Researchers at the Indian Institute of Technology (IIT) Bombay have set the stage to possibly sniff out in about a minute early-stage lung cancer from exhaled breath. A two-member team led by Chandramouli Subramaniam from the institute’s Department of Chemistry has developed a platform that detects volatile organic compounds such as benzene, acetone, benzaldehyde and ethanol in a gas phase at single molecular levels. These organic compounds in exhaled breath are clinically established biomarkers for early stage lung cancer. The same platform can also be used to monitor air-pollution levels or detect explosives like TNT (trinitrotoluene). The volatile compounds have been detected using lab samples and clinical applications for detecting early-stage lung cancer will become possible once validated on human subjects.

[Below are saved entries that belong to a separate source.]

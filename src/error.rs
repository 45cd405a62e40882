// Error handling module for the task tracker API
// Maps every failure onto an HTTP status and a `{"error": "..."}` body

use axum::{
    http::StatusCode,
    response::{IntoResponse, Json, Response},
};
use serde::{Deserialize, Serialize};
use tracing::{debug, error, warn};
use utoipa::ToSchema;

/// Main error type for the API
/// All handlers return Result<T, ApiError>
///
/// Each variant maps to one HTTP status code. Storage and internal errors
/// keep their details for the logs only.
#[derive(Debug)]
pub enum ApiError {
    /// A required request field is absent or empty
    /// Maps to HTTP 400 Bad Request
    Validation(String),

    /// Bad credentials or duplicate username
    /// Maps to HTTP 400 Bad Request
    Authentication(String),

    /// No bearer token was presented
    /// Maps to HTTP 401 Unauthorized
    Unauthorized(String),

    /// Bearer token is malformed, badly signed or expired
    /// Maps to HTTP 403 Forbidden
    Forbidden(String),

    /// Underlying store failure
    /// Maps to HTTP 500, the client only sees "DB error"
    Database(sqlx::Error),

    /// Any other server-side failure (hashing, token signing)
    /// Maps to HTTP 500 with a generic message
    Internal(String),
}

/// JSON body returned for every error
#[derive(Debug, Serialize, Deserialize, ToSchema)]
pub struct ErrorResponse {
    #[schema(example = "Missing fields")]
    pub error: String,
}

impl IntoResponse for ApiError {
    fn into_response(self) -> Response {
        let status = self.status_code();
        let body = ErrorResponse {
            error: self.client_message(),
        };
        (status, Json(body)).into_response()
    }
}

impl ApiError {
    /// Get the HTTP status code for this error
    pub fn status_code(&self) -> StatusCode {
        match self {
            ApiError::Validation(_) => StatusCode::BAD_REQUEST,
            ApiError::Authentication(_) => StatusCode::BAD_REQUEST,
            ApiError::Unauthorized(_) => StatusCode::UNAUTHORIZED,
            ApiError::Forbidden(_) => StatusCode::FORBIDDEN,
            ApiError::Database(_) => StatusCode::INTERNAL_SERVER_ERROR,
            ApiError::Internal(_) => StatusCode::INTERNAL_SERVER_ERROR,
        }
    }

    /// Message safe to hand to the client
    ///
    /// Logging happens here, once per response, at a level matching severity:
    /// debug for expected client mistakes, warn for rejected credentials,
    /// error for anything that became a 500.
    fn client_message(&self) -> String {
        match self {
            ApiError::Validation(message) => {
                debug!("Validation error: {}", message);
                message.clone()
            }
            ApiError::Authentication(message) => {
                warn!("Authentication failed: {}", message);
                message.clone()
            }
            ApiError::Unauthorized(message) => {
                warn!("Unauthorized access attempt: {}", message);
                message.clone()
            }
            ApiError::Forbidden(message) => {
                warn!("Forbidden access attempt: {}", message);
                message.clone()
            }
            ApiError::Database(db_error) => {
                error!("Database error: {:?}", db_error);
                "DB error".to_string()
            }
            ApiError::Internal(internal_msg) => {
                error!("Internal error: {}", internal_msg);
                "Internal server error".to_string()
            }
        }
    }
}

/// Convert sqlx errors to ApiError
impl From<sqlx::Error> for ApiError {
    fn from(error: sqlx::Error) -> Self {
        ApiError::Database(error)
    }
}
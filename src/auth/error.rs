// Authentication and authorization error types

use axum::response::{IntoResponse, Response};

use crate::error::ApiError;

/// Authentication and authorization error types
#[derive(Debug, thiserror::Error)]
pub enum AuthError {
    #[error("Missing fields")]
    MissingFields,

    #[error("Username taken")]
    UsernameTaken,

    /// Covers both unknown usernames and wrong passwords
    #[error("Invalid credentials")]
    InvalidCredentials,

    #[error("Missing token")]
    MissingToken,

    #[error("Invalid token")]
    InvalidToken,

    #[error("Token expired")]
    ExpiredToken,

    #[error("Password hashing error: {0}")]
    PasswordHash(String),

    #[error("Token generation error: {0}")]
    TokenGeneration(String),

    #[error("Database error: {0}")]
    Database(#[from] sqlx::Error),
}

impl From<AuthError> for ApiError {
    fn from(err: AuthError) -> Self {
        match err {
            AuthError::MissingFields => ApiError::Validation(err.to_string()),
            AuthError::UsernameTaken | AuthError::InvalidCredentials => {
                ApiError::Authentication(err.to_string())
            }
            AuthError::MissingToken => ApiError::Unauthorized(err.to_string()),
            AuthError::InvalidToken | AuthError::ExpiredToken => ApiError::Forbidden(err.to_string()),
            AuthError::PasswordHash(_) | AuthError::TokenGeneration(_) => {
                ApiError::Internal(err.to_string())
            }
            AuthError::Database(e) => ApiError::Database(e),
        }
    }
}

impl IntoResponse for AuthError {
    fn into_response(self) -> Response {
        ApiError::from(self).into_response()
    }
}
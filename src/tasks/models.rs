use serde::{Deserialize, Deserializer, Serialize};
use sqlx::FromRow;
use utoipa::ToSchema;
use validator::Validate;

/// Domain model representing a task in the database
#[derive(Debug, Clone, PartialEq, Eq, FromRow)]
pub struct Task {
    pub id: i64,
    pub owner_id: i64,
    pub title: String,
    pub completed: bool,
}

/// Request DTO for creating a task
#[derive(Debug, Clone, Default, Serialize, Deserialize, Validate, ToSchema)]
pub struct CreateTaskRequest {
    #[serde(default)]
    #[validate(length(min = 1, message = "Missing title"))]
    #[schema(example = "buy milk")]
    pub title: String,
}

/// Request DTO for marking a task done or not done
///
/// `completed` is read loosely: booleans as-is, numbers as non-zero, strings
/// as non-empty, and null or absent as false.
#[derive(Debug, Clone, Default, Serialize, Deserialize, ToSchema)]
pub struct UpdateTaskRequest {
    #[serde(default, deserialize_with = "truthy")]
    #[schema(example = true)]
    pub completed: bool,
}

fn truthy<'de, D>(deserializer: D) -> Result<bool, D::Error>
where
    D: Deserializer<'de>,
{
    use serde_json::Value;

    Ok(match Value::deserialize(deserializer)? {
        Value::Null => false,
        Value::Bool(b) => b,
        Value::Number(n) => n.as_f64().map(|f| f != 0.0).unwrap_or(true),
        Value::String(s) => !s.is_empty(),
        Value::Array(_) | Value::Object(_) => true,
    })
}

/// A task as listed by GET /api/tasks
///
/// `completed` goes over the wire as 0/1.
#[derive(Debug, Clone, Serialize, Deserialize, ToSchema)]
pub struct TaskResponse {
    #[schema(example = 1)]
    pub id: i64,
    #[schema(example = 1)]
    pub owner_id: i64,
    #[schema(example = "buy milk")]
    pub title: String,
    #[schema(example = 0)]
    pub completed: u8,
}

impl From<Task> for TaskResponse {
    fn from(task: Task) -> Self {
        Self {
            id: task.id,
            owner_id: task.owner_id,
            title: task.title,
            completed: u8::from(task.completed),
        }
    }
}

/// Body returned by POST /api/tasks
#[derive(Debug, Clone, Serialize, Deserialize, ToSchema)]
pub struct CreatedTaskResponse {
    #[schema(example = 1)]
    pub id: i64,
    #[schema(example = "buy milk")]
    pub title: String,
    #[schema(example = 0)]
    pub completed: u8,
}

impl From<Task> for CreatedTaskResponse {
    fn from(task: Task) -> Self {
        Self {
            id: task.id,
            title: task.title,
            completed: u8::from(task.completed),
        }
    }
}
// Database repository for users

use crate::auth::{error::AuthError, models::User};
use sqlx::SqlitePool;

/// User repository for database operations
#[derive(Clone)]
pub struct UserRepository {
    pool: SqlitePool,
}

impl UserRepository {
    /// Create a new UserRepository
    pub fn new(pool: SqlitePool) -> Self {
        Self { pool }
    }

    /// Create a new user
    ///
    /// Uniqueness of `username` is left to the table's UNIQUE constraint so
    /// two concurrent registrations cannot both succeed.
    pub async fn create_user(&self, username: &str, password_hash: &str) -> Result<User, AuthError> {
        let user = sqlx::query_as::<_, User>(
            "INSERT INTO users (username, password_hash) VALUES (?, ?) RETURNING id, username, password_hash",
        )
        .bind(username)
        .bind(password_hash)
        .fetch_one(&self.pool)
        .await
        .map_err(|e| {
            // Check for unique constraint violation
            if let sqlx::Error::Database(db_err) = &e {
                if db_err.is_unique_violation() {
                    return AuthError::UsernameTaken;
                }
            }
            AuthError::Database(e)
        })?;

        Ok(user)
    }

    /// Find a user by exact username
    pub async fn find_by_username(&self, username: &str) -> Result<Option<User>, AuthError> {
        let user = sqlx::query_as::<_, User>(
            "SELECT id, username, password_hash FROM users WHERE username = ?",
        )
        .bind(username)
        .fetch_optional(&self.pool)
        .await?;

        Ok(user)
    }
}
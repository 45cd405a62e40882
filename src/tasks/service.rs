use crate::tasks::{Task, TaskError, TaskRepository};

/// Service layer for task business logic
///
/// `owner_id` always comes from a verified token, never from the request body.
#[derive(Clone)]
pub struct TaskService {
    repository: TaskRepository,
}

impl TaskService {
    /// Create a new TaskService
    pub fn new(repository: TaskRepository) -> Self {
        Self { repository }
    }

    /// All tasks owned by `owner_id`, in insertion order
    pub async fn list(&self, owner_id: i64) -> Result<Vec<Task>, TaskError> {
        let tasks = self.repository.find_by_owner(owner_id).await?;
        tracing::debug!("Retrieved {} tasks for user {}", tasks.len(), owner_id);
        Ok(tasks)
    }

    /// Create a task for `owner_id`
    pub async fn create(&self, owner_id: i64, title: &str) -> Result<Task, TaskError> {
        if title.is_empty() {
            return Err(TaskError::MissingTitle);
        }

        let task = self.repository.create(owner_id, title).await?;
        tracing::info!("Created task {} for user {}", task.id, owner_id);
        Ok(task)
    }

    /// Mark a task done or not done
    ///
    /// Succeeds even when nothing matched (unknown id or someone else's task);
    /// the number of affected rows is returned for callers that care.
    pub async fn set_completed(
        &self,
        owner_id: i64,
        task_id: i64,
        completed: bool,
    ) -> Result<u64, TaskError> {
        let affected = self
            .repository
            .set_completed(owner_id, task_id, completed)
            .await?;

        if affected == 0 {
            tracing::debug!("Update of task {} by user {} matched no rows", task_id, owner_id);
        } else {
            tracing::info!("Task {} marked completed={} by user {}", task_id, completed, owner_id);
        }
        Ok(affected)
    }

    /// Delete a task, with the same no-match policy as `set_completed`
    pub async fn delete(&self, owner_id: i64, task_id: i64) -> Result<u64, TaskError> {
        let affected = self.repository.delete(owner_id, task_id).await?;

        if affected == 0 {
            tracing::debug!("Delete of task {} by user {} matched no rows", task_id, owner_id);
        } else {
            tracing::info!("Task {} deleted by user {}", task_id, owner_id);
        }
        Ok(affected)
    }
}
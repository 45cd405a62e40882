use axum::response::{IntoResponse, Response};

use crate::error::ApiError;

/// Service-level errors for task operations
#[derive(Debug, thiserror::Error)]
pub enum TaskError {
    #[error("Missing title")]
    MissingTitle,

    #[error("Database error: {0}")]
    DatabaseError(#[from] sqlx::Error),
}

impl From<TaskError> for ApiError {
    fn from(err: TaskError) -> Self {
        match err {
            TaskError::MissingTitle => ApiError::Validation(err.to_string()),
            TaskError::DatabaseError(e) => ApiError::Database(e),
        }
    }
}

impl IntoResponse for TaskError {
    fn into_response(self) -> Response {
        ApiError::from(self).into_response()
    }
}
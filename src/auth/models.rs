// Authentication data models and DTOs

use serde::{Deserialize, Serialize};
use sqlx::FromRow;
use utoipa::ToSchema;
use validator::Validate;

/// User database model
#[derive(Debug, Clone, FromRow)]
pub struct User {
    pub id: i64,
    pub username: String,
    pub password_hash: String,
}

/// Registration request DTO
///
/// Absent fields deserialize as empty strings so they fail validation with
/// "Missing fields" instead of a JSON rejection.
#[derive(Debug, Clone, Default, Serialize, Deserialize, Validate, ToSchema)]
pub struct RegisterRequest {
    #[serde(default)]
    #[validate(length(min = 1, message = "Missing fields"))]
    #[schema(example = "alice")]
    pub username: String,
    #[serde(default)]
    #[validate(length(min = 1, message = "Missing fields"))]
    #[schema(example = "correct horse battery staple")]
    pub password: String,
}

/// Login request DTO
#[derive(Debug, Clone, Default, Serialize, Deserialize, ToSchema)]
pub struct LoginRequest {
    #[serde(default)]
    #[schema(example = "alice")]
    pub username: String,
    #[serde(default)]
    pub password: String,
}

/// Login response DTO
#[derive(Debug, Clone, Serialize, Deserialize, ToSchema)]
pub struct LoginResponse {
    pub token: String,
}
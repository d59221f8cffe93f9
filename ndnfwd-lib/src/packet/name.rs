//! Name TLV location and hashing — the bridge between the TLV codec and
//! the name hasher that the pipeline's Interest/Data handlers share.

use crate::error::NdnError;
use crate::hashing::{hash_name, HashAlgorithm};
use crate::tlv;

use super::demux::NDN_TYPE_NAME;

/// Locates the top-level Name TLV starting at `offset` (immediately after
/// the outer Interest/Data/NACK TLV header) and returns its name hash plus
/// the offset of the first byte after the Name TLV, for callers that need
/// to keep walking (e.g. `find_content_tlv`).
///
/// The hash is computed over the *raw* Name TLV value bytes — the
/// concatenation of its NameComponent TLVs — not a hash of the parsed
/// hierarchical components.
pub fn locate_and_hash_name(
    packet: &[u8],
    offset: usize,
    algo: HashAlgorithm,
    hash_cap_bytes: usize,
) -> Result<(u64, usize), NdnError> {
    let (ty, len, value_offset) = tlv::decode_header(packet, offset)?;
    if ty != NDN_TYPE_NAME {
        return Err(NdnError::MalformedNdn);
    }
    let len = len as usize;
    let end = value_offset.checked_add(len).ok_or(NdnError::MalformedNdn)?;
    let name_bytes = packet.get(value_offset..end).ok_or(NdnError::MalformedNdn)?;

    let hash = hash_name(name_bytes, algo, hash_cap_bytes);
    Ok((hash, end))
}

The results were published in the journal ACS Sustainable Chemistry and Engineering. Raman scattering Since Raman scattering is an inherently weak phenomenon, the researchers turned to surface-enhanced Raman scattering to dramatically increase the sensitivity of the platform such that it detects molecules at extremely low concentrations using a small amount of sample. “In our studies, we were able to reliably achieve sensitivities to the level of tens of molecules,” he says. “We put the molecule of interest on a gold or silver nanoparticle and then record the Raman spectrum. When we shine light [laser] on the sample [molecule plus the nanoparticle], the Raman spectrum of the molecule gets enhanced,” says Prof. Subramaniam. “The intensity enhancement of Raman spectrum happens predominantly through the interaction of localised electromagnetic field on the nanoparticles surface with the vibrational modes of the molecule.”